[Data excerpts]
::::::
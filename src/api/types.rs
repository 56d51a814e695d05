//! Shared state for the HTTP layer.

use std::sync::Arc;
use std::time::Duration;

use crate::analysis::{AnalysisError, AssistantClient, OpenAiAssistantClient, PollPolicy};
use crate::config::ServiceConfig;

// ═══════════════════════════════════════════════════════════
// Assistant construction
// ═══════════════════════════════════════════════════════════

/// Builds an assistant client per request.
///
/// Clients are blocking and must be created and dropped on the blocking pool,
/// so handlers call this from inside `spawn_blocking`.
pub trait AssistantFactory: Send + Sync {
    fn create(&self, config: &ServiceConfig) -> Result<Box<dyn AssistantClient>, AnalysisError>;
}

/// Production factory: OpenAI Assistants API with the configured token.
pub struct OpenAiAssistantFactory;

impl AssistantFactory for OpenAiAssistantFactory {
    fn create(&self, config: &ServiceConfig) -> Result<Box<dyn AssistantClient>, AnalysisError> {
        let api_key = config
            .openai_api_key
            .as_deref()
            .ok_or_else(|| AnalysisError::ExternalService("OpenAI token not configured".into()))?;
        let client = OpenAiAssistantClient::new(
            &config.openai_base_url,
            api_key,
            config.http_timeout_secs,
        )?;
        Ok(Box::new(client))
    }
}

// ═══════════════════════════════════════════════════════════
// API context
// ═══════════════════════════════════════════════════════════

/// Shared context for all API routes.
#[derive(Clone)]
pub struct ApiContext {
    pub config: Arc<ServiceConfig>,
    pub assistants: Arc<dyn AssistantFactory>,
    pub poll: PollPolicy,
}

impl ApiContext {
    pub fn new(config: ServiceConfig) -> Self {
        Self::with_factory(config, Arc::new(OpenAiAssistantFactory))
    }

    pub fn with_factory(config: ServiceConfig, assistants: Arc<dyn AssistantFactory>) -> Self {
        Self {
            config: Arc::new(config),
            assistants,
            poll: PollPolicy::default(),
        }
    }

    /// Blocking HTTP client for image downloads, bounded by the configured timeout.
    pub fn download_client(&self) -> Result<reqwest::blocking::Client, reqwest::Error> {
        reqwest::blocking::Client::builder()
            .timeout(Duration::from_secs(self.config.http_timeout_secs))
            .build()
    }
}

#[cfg(test)]
pub(crate) mod test_support {
    use super::*;
    use crate::analysis::{MockAssistantClient, RunStatus};

    /// Hands out scripted mock clients.
    pub struct MockAssistantFactory {
        pub reply: String,
        pub final_status: RunStatus,
    }

    impl MockAssistantFactory {
        pub fn replying(reply: &str) -> Self {
            Self {
                reply: reply.to_string(),
                final_status: RunStatus::Completed,
            }
        }
    }

    impl AssistantFactory for MockAssistantFactory {
        fn create(&self, _config: &ServiceConfig) -> Result<Box<dyn AssistantClient>, AnalysisError> {
            Ok(Box::new(
                MockAssistantClient::new(&self.reply)
                    .with_statuses(vec![RunStatus::Queued], self.final_status),
            ))
        }
    }

    pub fn fast_poll() -> PollPolicy {
        PollPolicy {
            interval: Duration::from_millis(1),
            max_wait: Duration::from_millis(50),
        }
    }

    pub fn mock_context(factory: MockAssistantFactory) -> ApiContext {
        let mut ctx = ApiContext::with_factory(ServiceConfig::default(), Arc::new(factory));
        ctx.poll = fast_poll();
        ctx
    }

    /// Serve generated PNGs at `/{name}` on an ephemeral port; unknown paths 404.
    pub async fn serve_fixture_images() -> String {
        use axum::routing::get;

        async fn png() -> impl axum::response::IntoResponse {
            let img = image::DynamicImage::ImageRgb8(image::RgbImage::from_pixel(
                24,
                32,
                image::Rgb([210, 170, 160]),
            ));
            let mut buf = std::io::Cursor::new(Vec::new());
            img.write_to(&mut buf, image::ImageOutputFormat::Png).unwrap();
            buf.into_inner()
        }

        let app = axum::Router::new()
            .route("/before.png", get(png))
            .route("/after.png", get(png));
        let listener = tokio::net::TcpListener::bind("127.0.0.1:0").await.unwrap();
        let addr = listener.local_addr().unwrap();
        tokio::spawn(async move {
            axum::serve(listener, app).await.unwrap();
        });
        format!("http://{addr}")
    }
}

#[cfg(test)]
mod tests {
    use super::*;

    #[test]
    fn openai_factory_requires_token() {
        let result = OpenAiAssistantFactory.create(&ServiceConfig::default());
        match result {
            Err(AnalysisError::ExternalService(msg)) => {
                assert_eq!(msg, "OpenAI token not configured")
            }
            Err(other) => panic!("expected ExternalService, got {other:?}"),
            Ok(_) => panic!("expected missing-token error"),
        }
    }

    #[test]
    fn openai_factory_builds_with_token() {
        let config = ServiceConfig {
            openai_api_key: Some("sk-test".into()),
            ..ServiceConfig::default()
        };
        assert!(OpenAiAssistantFactory.create(&config).is_ok());
    }

    #[test]
    fn context_uses_default_poll_policy() {
        let ctx = ApiContext::new(ServiceConfig::default());
        assert_eq!(ctx.poll, PollPolicy::default());
    }
}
::::::
* **Task details**: Across all the entries, count the lines that contain the string "Duration", and give that number without anything else.

* **Reply**: 4